“Come guardare le povertà umane dei giovani”: incontri a scuola promossi dalla Pastorale giovanile

Educare all’affettività attraverso un sistema di buone pratiche comportamentali legate al rispetto delle regole.

Si muove in questa direzione la Pastorale Giovanile di Gela che, in collaborazione con il consultorio familiare diretto da Antonella Maganuco, sotto la guida di don Salvatore Cumia, vicario della parrocchia Sant’Antonio di Padova, ha calendarizzato una serie di incontri rivolti agli studenti delle scuole medie e superiori della città.

Ad accogliere l’invito del sacerdote tutti i dirigenti scolastici che hanno di fatto sposato il progetto di prevenzione del disagio giovanile. Il team che guiderà gli incontri è già a lavoro pronta a fare rete con il territorio, e nello specifico con le scuole.

“In particolare – afferma don Cumia – il nostro impegno pastorale ci chiama a guardare le povertà umane interiori dei nostri giovani che oggi più di prima assorbono i dolori di una comunità cittadina che schiacciata dalla sofferenza vuole rialzarsi e puntare su loro certi che il futuro è nelle loro mani. A noi la grande responsabilità di aiutarli, accompagnarli, amarli e sostenerli per individuare e progettare insieme il sogno di Dio per questa città.

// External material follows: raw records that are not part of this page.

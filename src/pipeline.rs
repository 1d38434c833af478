//! # Event Pipeline
//!
//! Ingests, processes, retries, and dead-letters integration events. Each
//! event runs through transformation, quality checks, and policy evaluation,
//! short-circuiting on the first hard failure. Processing is parallel across
//! events but serialized per correlation id, and idempotent: a correlation id
//! already completed is never reprocessed.

use std::collections::{BTreeMap, HashSet};
use std::sync::Arc;
use std::time::Duration;

use chrono::{DateTime, Utc};
use rand::Rng;
use serde_json::Value as JsonValue;
use tokio::sync::{Mutex, Semaphore};
use tokio_util::sync::CancellationToken;
use tracing::{debug, error, info, instrument, warn};
use uuid::Uuid;

use crate::adapters::{AdapterRegistry, RawRecord};
use crate::config::PipelineConfig;
use crate::error::EngineError;
use crate::metrics_collector::MetricsCollector;
use crate::models::{EventStatus, IntegrationEvent, NewEvent, PolicyDecision, QualityCheckSpec};
use crate::policy::{ActionContext, PolicyEngine};
use crate::quality::QualityChecker;
use crate::registry::ConnectorRegistry;
use crate::repositories::EventStore;
use crate::telemetry::{TraceContext, with_trace_context};
use crate::transform::TransformationEngine;

/// Per-tick processing statistics.
#[derive(Debug, Clone, Copy, Default, PartialEq, Eq)]
pub struct TickStats {
    pub claimed: usize,
    pub completed: usize,
    pub retried: usize,
    pub dead_lettered: usize,
    pub failed: usize,
    pub deduplicated: usize,
}

/// The event-processing pipeline.
#[derive(Clone)]
pub struct EventPipeline {
    events: Arc<dyn EventStore>,
    registry: ConnectorRegistry,
    adapters: AdapterRegistry,
    transform: TransformationEngine,
    quality: QualityChecker,
    policy: PolicyEngine,
    metrics: MetricsCollector,
    config: PipelineConfig,
    /// Quality gates applied to every processed event
    quality_checks: Arc<Vec<QualityCheckSpec>>,
    /// Correlation ids currently being processed
    in_flight: Arc<Mutex<HashSet<String>>>,
    concurrency: Arc<Semaphore>,
}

Vogliamo prevenire e combattere le varie forme di disagio riscontrate nelle nuove generazioni – continua don Cumia – tramite testimonianze di vita vissuta e di esperti competenti ed in collaborazione con tutte le agenzie educative del territorio che hanno il dovere di mettere i ragazzi nelle condizioni di vivere in un ambiente in cui possano sviluppare una coscienza critica, individuale e sociale, nonché di raggiungere una condizione di benessere emotivo, personale e collettivo, cosi da costruire una società più sana.

È importante – conclude – parlare di consapevolezza e corretta informazione nella prevenzione di tali fenomeni per scongiurare pericoli irreparabili, garantendo a tutti la possibilità di esprimersi al meglio nel contesto scolastico”.

Secondo molte ricerche compiute negli ultimi anni sul disagio adolescenziale e, nella fattispecie, sugli atti di bullismo, sulla dipendenza alle sostanze stupefacenti, sull’autolesionismo, sembra che tali fenomeni siano diventati molto frequenti tra i giovani, così come la loro incapacità o impossibilità di stabilire un rapporto e di comunicare con gli adulti, visti spesso, come ostacolo per la propria crescita ed autonomia.

Per l’anno scolastico 2018/19 sono stati programmati tre blocchi di incontri. Dal 7 al 10 febbraio Sabrina Passantino, studentessa in scienze motorie e giocatrice di pallavolo offrirà la sua testimonianza di vita vissuta tra disagio familiare, abuso e autolesionismo, in qualità di responsabile “Cuori Puri” della Regione Sicilia. Gli altri appuntamenti si terranno dal 14 al 17 marzo con Thomas Valsecchi in arte SHOEK.

L’artista, cantante racconterà agli studenti una testimonianza di vita vissuta riflettendo sulle cause che lo hanno indotto all’uso di stupefacenti e come è riuscito a dare una svolta decisiva alla sua vita; l’ultimo appuntamento il 18 e 19 maggio con suor Anna Nobili della scuola Holy Dance di Palestrina: solitudine, abbandono fino a toccare da cubista le discoteche milanesi vendendo il proprio corpo sono i temi che affronterà la giovane oggi consacrata.